Officers crowded into the main room with an air of expectancy created by the addresses as well as the curious events since their distribution. There had been talk about the army’s fate in the months since Yorktown, and the intensity of feeling had grown with Washington’s simultaneous actions of canceling one meeting and convening another.

Few, if any, officers expected that he would appear at the meeting. But he had intended to come from the moment he summoned the officers to attend. When the officers had found seats and were awaiting the beginning of the meeting, a door to the room where they sat opened and General Washington strode in. Without any preliminary explanation, he asked Horatio Gates, who was presiding, if he could speak. Gates could not have been pleased to see his commander, nor did he wish to listen to him, but he could not refuse his request. Washington’s opening was an angry exclamation: “Gentlemen: By an anonymous summons, an attempt has been made to convene you together—how inconsistent with the rules of propriety!—how unmilitary!—and how subversive of all order and discipline—let the good sence of the Army decide.” According to Major J. A. Wright, who was present, Washington appeared “sensibly agitated” as he spoke these words. The agitation did not disappear as he continued, though the passion that accompanied it now focused on the army and the nation it served. Not that officers who were outside of any combination or conspiracy were not afflicted with legitimate fears, he thought; indeed, they might take dangerous action unless Congress acted to provide back pay and pensions. These officers—presumably a majority—feared that when peace came, they would be ordered to disband without any settlement of their accounts. They then would be forced to apply as individuals to authorities set up in Philadelphia by Congress or sent off to auditing
offices in the states, where they would be sent from board to board “drawing attendance at all, and finally perhaps be postponed until we lose the substance in pursuit of the shadow.”
24

Long concerned about what was being done to the army by the Congress and the states, Washington now thought of what the army might do to the Revolution. There had been suggestions that it simply refuse to continue as the fighting army of the United States or that it withdraw its troops and take up station in the wilderness. The shadowy group in Philadelphia, as well as the one in camp, whispered these ideas. Washington, initially skeptical of the existence of such combinations or at least doubtful of their strength, had continued to assume that, through its suffering and despite its officers’ profound uneasiness, it would remain apart from political action. He had thought that Congress would eventually meet its responsibilities, but in March, with Hamilton’s warnings and those of others, plus the Newburgh addresses, he confronted an altered political reality.

Washington simply dismissed as unworthy the author responsible for the attempt to persuade the officers to form a conspiracy. He branded “the secret mover” of this scheme, “in which candor and liberality of Sentiment, regard to justice, and love of Country have no part,” as guilty of “the blackest designs.”

Hamilton had written Washington in February that “An idea is propagated in the army that delicacy carried to an extreme prevents your espousing its interests with sufficient warmth.” Washington, always sensitive to any aspersions on his reputation, had not responded to Hamilton then, but now, in this meeting with the officers, he met the charge head-on.
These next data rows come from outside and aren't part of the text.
//! Configuration loader with inheritance support.
//!
//! Loads configuration from multiple sources and merges them:
//! 1. Global config: `~/.cloudnodes/config.toml`
//! 2. Explicit config file
//! 3. CLI overrides
//!
//! Later sources override earlier ones, key by key.

use crate::error::ConfigError;
use crate::{ConfigOverrides, NodeSourceConfig};
use std::path::{Path, PathBuf};
use toml::Table;
use tracing::{debug, trace};

/// Configuration file name.
const CONFIG_FILE_NAME: &str = "config.toml";

/// Global configuration directory name.
const GLOBAL_CONFIG_DIR: &str = ".cloudnodes";

/// Starter file written by [`ConfigLoader::init`].
const STARTER_CONFIG: &str = r#"# CloudNodes configuration

[account]
identity = ""
secret = ""
id = ""
endpoint = "https://my.example.com"

[refresh]
# Seconds before the node set is considered stale (<= 0: always stale)
interval_secs = 300
# Fetch every resource kind instead of the minimal set
full_fetch = false
# Reuse clouds, images, ... fetched less than this many ms ago
cache_ttl_ms = 0
# fetch_timeout_ms = 30000

[filters]
# Inputs whose name fully matches become `input.<name>` attributes
input_pattern = ""
tag_pattern = ".*"
tag_attributes = false

[node]
username = ""

[metrics]
# report_interval_mins = 5

[logging]
level = "info"
format = "text"
"#;

/// Configuration loader with caching and inheritance support.
#[derive(Debug, Clone)]
pub struct ConfigLoader {
    /// Global config directory (e.g., `~/.cloudnodes`)
    global_config_dir: Option<PathBuf>,

    /// Cached global config table
    global_table: Option<Table>,
}

impl Default for ConfigLoader {
    fn default() -> Self {
        Self::new()
    }
}

impl ConfigLoader {
    /// Create a new configuration loader.
    ///
    /// Automatically detects the global config directory (`~/.cloudnodes`).
    pub fn new() -> Self {
        let global_config_dir = dirs::home_dir().map(|h| h.join(GLOBAL_CONFIG_DIR));

        Self {
            global_config_dir,
            global_table: None,
        }
    }

    /// Create a loader with a custom global config directory.
    ///
    /// Useful for testing.
    pub fn with_global_dir(global_dir: impl Into<PathBuf>) -> Self {
        Self {
            global_config_dir: Some(global_dir.into()),
            global_table: None,
        }
    }

    /// Get the global config file path.
    pub fn global_config_path(&self) -> Option<PathBuf> {
        self.global_config_dir
            .as_ref()
            .map(|d| d.join(CONFIG_FILE_NAME))
    }

    /// Load configuration with an optional explicit file and CLI overrides.
    ///
    /// Merges config in order: global → explicit file → overrides. The
    /// result is not validated; call [`NodeSourceConfig::validate`].
    pub fn load(
        &mut self,
        config_path: Option<&Path>,
        overrides: Option<&ConfigOverrides>,
    ) -> Result<NodeSourceConfig, ConfigError> {
        let mut table = self.load_global()?.unwrap_or_default();

        if let Some(path) = config_path {
            debug!("Loading config from {:?}", path);
            merge_tables(&mut table, read_table(path)?);
        }

        let mut config: NodeSourceConfig = toml::Value::Table(table)
            .try_into()
            .map_err(ConfigError::Decode)?;

        if let Some(ovr) = overrides {
            config.apply_overrides(ovr);
        }

        Ok(config)
    }

    /// Load only the global configuration table.
    fn load_global(&mut self) -> Result<Option<Table>, ConfigError> {
        if let Some(ref table) = self.global_table {
            return Ok(Some(table.clone()));
        }

        let Some(global_path) = self.global_config_path() else {
            debug!("No home directory found, skipping global config");
            return Ok(None);
        };

        if !global_path.exists() {
            trace!("Global config not found at {:?}", global_path);
            return Ok(None);
        }

        debug!("Loading global config from {:?}", global_path);
        let table = read_table(&global_path)?;
        self.global_table = Some(table.clone());

        Ok(Some(table))
    }

    /// Save configuration to a file, creating parent directories.
    pub fn save(&self, path: &Path, config: &NodeSourceConfig) -> Result<(), ConfigError> {
        ensure_parent(path)?;
        let content = toml::to_string_pretty(config)?;
        std::fs::write(path, content).map_err(|e| ConfigError::write_file(path, e))
    }

    /// Write a commented starter configuration.
    ///
    /// Targets `path`, or the global config file when `path` is `None`.
    /// An existing file is left untouched.
    pub fn init(&self, path: Option<&Path>) -> Result<PathBuf, ConfigError> {
        let config_path = match path {
            Some(p) => p.to_path_buf(),
            None => self.global_config_path().ok_or(ConfigError::NoHomeDir)?,
        };

        if !config_path.exists() {
            ensure_parent(&config_path)?;
            std::fs::write(&config_path, STARTER_CONFIG)
                .map_err(|e| ConfigError::write_file(&config_path, e))?;
        }

        Ok(config_path)
    }

    /// Clear cached global configuration.
    ///
    /// Forces reload on next `load()` call.
    pub fn clear_cache(&mut self) {
        self.global_table = None;
    }
}

fn read_table(path: &Path) -> Result<Table, ConfigError> {
    let content = std::fs::read_to_string(path).map_err(|e| ConfigError::read_file(path, e))?;
    content
        .parse::<Table>()
        .map_err(|e| ConfigError::parse_toml(path, e))
}

fn ensure_parent(path: &Path) -> Result<(), ConfigError> {
    if let Some(parent) = path.parent() {
        if !parent.as_os_str().is_empty() && !parent.exists() {
            std::fs::create_dir_all(parent).map_err(|e| ConfigError::create_dir(parent, e))?;
        }
    }
    Ok(())
}

/// Merge `overlay` into `base`; nested tables merge key by key.
fn merge_tables(base: &mut Table, overlay: Table) {
    for (key, value) in overlay {
        match (base.get_mut(&key), value) {
            (Some(toml::Value::Table(existing)), toml::Value::Table(incoming)) => {
                merge_tables(existing, incoming)
            }
            (_, value) => {
                base.insert(key, value);
            }
        }
    }
}

#[cfg(test)]
mod tests {
    use super::*;
    use pretty_assertions::assert_eq;
    use tempfile::TempDir;

    fn write(dir: &Path, name: &str, content: &str) -> PathBuf {
        std::fs::create_dir_all(dir).unwrap();
        let path = dir.join(name);
        std::fs::write(&path, content).unwrap();
        path
    }

    #[test]
    fn test_load_default_config() {
        let temp = TempDir::new().unwrap();
        let mut loader = ConfigLoader::with_global_dir(temp.path().join("global"));

        let config = loader.load(None, None).unwrap();

        assert_eq!(config.filters.tag_pattern, ".*");
        assert_eq!(config.refresh.interval_secs, None);
        assert!(config.validate().is_err());
    }

    #[test]
    fn test_explicit_file_overrides_global_per_key() {
        let temp = TempDir::new().unwrap();
        let global_dir = temp.path().join("global");
        write(
            &global_dir,
            "config.toml",
            r#"
            [account]
            identity = "global-user"
            secret = "global-secret"
            id = "1"

            [logging]
            level = "debug"
            "#,
        );
        let explicit = write(
            &temp.path().join("site"),
            "nodes.toml",
            r#"
            [account]
            id = "42"
            endpoint = "https://api.example.com"

            [refresh]
            interval_secs = 120
            "#,
        );

        let mut loader = ConfigLoader::with_global_dir(&global_dir);
        let config = loader.load(Some(&explicit), None).unwrap();

        assert_eq!(config.account.identity, "global-user");
        assert_eq!(config.account.secret, "global-secret");
        assert_eq!(config.account.id, "42");
        assert_eq!(config.account.endpoint, "https://api.example.com");
        assert_eq!(config.refresh.interval_secs, Some(120));
        assert_eq!(config.logging.level, "debug");
    }

    #[test]
    fn test_cli_overrides_all() {
        let temp = TempDir::new().unwrap();
        let explicit = write(
            temp.path(),
            "config.toml",
            r#"
            [refresh]
            interval_secs = 600
            "#,
        );

        let mut loader = ConfigLoader::with_global_dir(temp.path().join("global"));
        let overrides = ConfigOverrides {
            interval_secs: Some(10),
            log_level: Some("trace".to_string()),
            ..Default::default()
        };

        let config = loader.load(Some(&explicit), Some(&overrides)).unwrap();

        assert_eq!(config.refresh.interval_secs, Some(10));
        assert_eq!(config.logging.level, "trace");
    }

    #[test]
    fn test_missing_explicit_file_is_an_error() {
        let temp = TempDir::new().unwrap();
        let mut loader = ConfigLoader::with_global_dir(temp.path().join("global"));

        let err = loader
            .load(Some(&temp.path().join("absent.toml")), None)
            .unwrap_err();
        assert!(matches!(err, ConfigError::ReadFile { .. }));
    }

    #[test]
    fn test_type_mismatch_is_decode_error() {
        let temp = TempDir::new().unwrap();
        let explicit = write(
            temp.path(),
            "config.toml",
            r#"
            [refresh]
            interval_secs = "soon"
            "#,
        );

        let mut loader = ConfigLoader::with_global_dir(temp.path().join("global"));
        let err = loader.load(Some(&explicit), None).unwrap_err();
        assert!(matches!(err, ConfigError::Decode(_)));
    }

    #[test]
    fn test_save_and_load_config() {
        let temp = TempDir::new().unwrap();
        let path = temp.path().join("nested").join("config.toml");
        let loader = ConfigLoader::with_global_dir(temp.path().join("global"));

        let mut config = NodeSourceConfig::default();
        config.account.id = "77".to_string();
        config.refresh.interval_secs = Some(45);
        loader.save(&path, &config).unwrap();

        let mut loader = ConfigLoader::with_global_dir(temp.path().join("global"));
        let loaded = loader.load(Some(&path), None).unwrap();

        assert_eq!(loaded.account.id, "77");
        assert_eq!(loaded.refresh.interval_secs, Some(45));
    }

    #[test]
    fn test_init_writes_parseable_starter() {
        let temp = TempDir::new().unwrap();
        let loader = ConfigLoader::with_global_dir(temp.path().join("global"));

        let config_path = loader.init(None).unwrap();

        assert!(config_path.exists());
        assert!(config_path.ends_with("global/config.toml"));
        let content = std::fs::read_to_string(&config_path).unwrap();
        let parsed: NodeSourceConfig = toml::from_str(&content).unwrap();
        assert_eq!(parsed.refresh.interval_secs, Some(300));
    }

    #[test]
    fn test_merge_tables_nested() {
        let mut base: Table = toml::from_str("[a]\nx = 1\ny = 2\n").unwrap();
        let overlay: Table = toml::from_str("[a]\ny = 3\n[b]\nz = 4\n").unwrap();

        merge_tables(&mut base, overlay);

        let expected: Table = toml::from_str("[a]\nx = 1\ny = 3\n[b]\nz = 4\n").unwrap();
        assert_eq!(base, expected);
    }

    #[test]
    fn test_cache_clearing() {
        let temp = TempDir::new().unwrap();
        let global_dir = temp.path().join("global");
        write(&global_dir, "config.toml", "[logging]\nlevel = \"debug\"\n");

        let mut loader = ConfigLoader::with_global_dir(&global_dir);
        let _ = loader.load(None, None).unwrap();
        assert!(loader.global_table.is_some());

        loader.clear_cache();
        assert!(loader.global_table.is_none());
    }
}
His purpose was not primarily to defend himself, but to remind his listeners with forcefulness that he had always acted in the service of the army’s well-being and, more than that, he was among the first “embarked in the cause of our common Country.” Nor had he ever “left your side one moment, but when called from you, on public duty,” had in fact been “the constant companion and witness of your Distresses, and not among the last to feel, and acknowledge your merits—As I have ever considered my own Military reputation as inseperably [
sic
] connected with that of the army.” He was saying in these powerful sentences that he was one of them and insisted, as he came to the climax of this part of his appeal, that “it can
scarcely be supposed
, at this late stage of the war, that I am indifferent to its interests.”